In this study we performed a MF analysis of the lycophyte Selaginella moellendorffii (family Selaginellaceae), representing a clade not included in previous MF studies. The lycophyte clade diverged from the fern/seed-plant lineage about 400 million years ago [28].

The S. moellendorffii sporophyte is diploid and consists of dichotomously branching shoot and root systems.
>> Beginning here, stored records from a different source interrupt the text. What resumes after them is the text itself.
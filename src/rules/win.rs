//! Win-condition evaluation.
//!
//! ## Evaluation Order
//!
//! 1. Built-in global conditions (when enabled in `EngineConfig`)
//! 2. Per-effect conditions, players in seat order, effects in order,
//!    conditions in declaration order
//!
//! The first condition to name a winner decides. A condition that
//! returns an error is logged and skipped; the rest still run.

use serde::{Deserialize, Serialize};
use tracing::warn;

use crate::core::{Alignment, EffectInstance, Game, GameState, HistoryEntry, Player, Team};
use crate::error::RuleResult;

use super::ruleset::Ruleset;

/// When a condition is checked.
#[derive(Clone, Copy, Debug, Default, PartialEq, Eq, Hash, Serialize, Deserialize)]
#[serde(rename_all = "snake_case")]
pub enum WinTiming {
    /// After every committed transition.
    #[default]
    AfterChange,
    /// Once, when the narrator ends the day.
    EndOfDay,
}

/// What a win condition sees.
#[derive(Clone, Copy)]
pub struct WinContext<'a> {
    /// The player holding the effect.
    pub owner: &'a Player,
    /// The effect instance the condition belongs to.
    pub instance: &'a EffectInstance,
    pub state: &'a GameState,
    pub game: &'a Game,
    /// The most recent history entry.
    pub latest: Option<&'a HistoryEntry>,
    pub ruleset: &'a Ruleset,
}

/// Effect-attached victory check.
pub trait WinCondition: Send + Sync {
    /// When this condition is checked.
    fn timing(&self) -> WinTiming {
        WinTiming::AfterChange
    }

    /// The winning side, if this condition ends the game now.
    fn check(&self, ctx: &WinContext<'_>) -> RuleResult<Option<Alignment>>;
}

/// Conditions every game checks.
#[derive(Clone, Copy, Debug, PartialEq, Eq, Hash, Serialize, Deserialize)]
#[serde(rename_all = "snake_case")]
pub enum BuiltinCondition {
    /// Good wins once every demon-team player is dead.
    DemonsDead,
    /// Evil wins once few enough players remain with a demon alive.
    EvilParity,
}

impl BuiltinCondition {
    /// All built-ins in evaluation order.
    pub const ALL: [BuiltinCondition; 2] = [BuiltinCondition::DemonsDead, BuiltinCondition::EvilParity];

    /// Evaluate against a state.
    #[must_use]
    pub fn check(self, state: &GameState, ruleset: &Ruleset) -> Option<Alignment> {
        let roles = ruleset.roles();
        let is_demon = |p: &&Player| roles.team_of(&p.role) == Team::Demon;

        match self {
            BuiltinCondition::DemonsDead => {
                let mut demons = state.players().filter(is_demon).peekable();
                let any_demon = demons.peek().is_some();
                let all_dead = demons.all(|p| !p.is_alive());
                (any_demon && all_dead).then_some(Alignment::Good)
            }
            BuiltinCondition::EvilParity => {
                let living = state
                    .living_players()
                    .filter(|p| roles.team_of(&p.role) != Team::Traveller)
                    .count();
                let demon_alive = state.living_players().any(|p| is_demon(&p));
                (demon_alive && living <= ruleset.config().parity_threshold).then_some(Alignment::Evil)
            }
        }
    }
}

/// Check every after-change condition.
#[must_use]
pub fn check_win_condition(state: &GameState, game: &Game, ruleset: &Ruleset) -> Option<Alignment> {
    if ruleset.config().builtin_win_conditions {
        if let Some(winner) = BuiltinCondition::ALL
            .iter()
            .find_map(|builtin| builtin.check(state, ruleset))
        {
            return Some(winner);
        }
    }
    check_effects(WinTiming::AfterChange, state, game, ruleset)
}

/// Check the conditions that only fire when the day ends.
#[must_use]
pub fn check_end_of_day_win_conditions(
    state: &GameState,
    game: &Game,
    ruleset: &Ruleset,
) -> Option<Alignment> {
    check_effects(WinTiming::EndOfDay, state, game, ruleset)
}

fn check_effects(timing: WinTiming, state: &GameState, game: &Game, ruleset: &Ruleset) -> Option<Alignment> {
    let latest = game.latest();

    for owner in state.players() {
        for (instance, def) in ruleset.effects().active_on(owner) {
            for condition in def.win_conditions().iter().filter(|c| c.timing() == timing) {
                let ctx = WinContext {
                    owner,
                    instance,
                    state,
                    game,
                    latest,
                    ruleset,
                };
                match condition.check(&ctx) {
                    Ok(Some(winner)) => return Some(winner),
                    Ok(None) => {}
                    Err(error) => {
                        warn!(effect = %def.id, owner = %owner.id, %error, "win condition failed");
                    }
                }
            }
        }
    }

    None
}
The shoot frequently terminates in arrested buds or bulbils that dehisce and allow clonal propagation. The reproductive structures are the strobili, which form toward the tip of the shoot, each one with either one micro- or megasporangium that produce micro- or megaspores, which in turn germinate and divide mitotically to form either the male or female gametophytes, respectively. The gametophyte produces either motile sperm or egg-forming archegonia. After fertilization of the egg, the new sporophyte remains dependent upon the female gametophyte for a short period of time. S. moellendorffii is an excellent model system to study some developmental processes, such as sporogenesis and gametophyte development, which are difficult to study in angiosperms because their spores and gametophytes are dependent upon and surrounded by sporophytic tissues. Seedless plants provide an excellent opportunity to study the epigenetics of these processes, but little is known about DNA methylation and other epigenetic marks in early vascular plants, except for the presence of heterochromatic bands identified by cytological staining [29]. Ferns have been used in attempts to address the methylation of the haploid and diploid generations [30] but their genomes are usually large and only specific sequences were analyzed. The extremely small genome of S. moellendorffii (90–130 Mbp; [31]) and its available 8× coverage, high-quality draft genome assembly generated by the Joint Genome Institute of the U.S. Department of Energy (JGI-DOE), will facilitate the study of S. moellendorffii's epigenome and its involvement in the alternation of generations. Due to its small genome size, several transposon families, which are common targets of epigenetic modifications, may be low copy in S. moellendorffii and their sequence and epigenetics can be studied without the complications of high copy numbers, allowing the unequivocal identification of individual transposon loci.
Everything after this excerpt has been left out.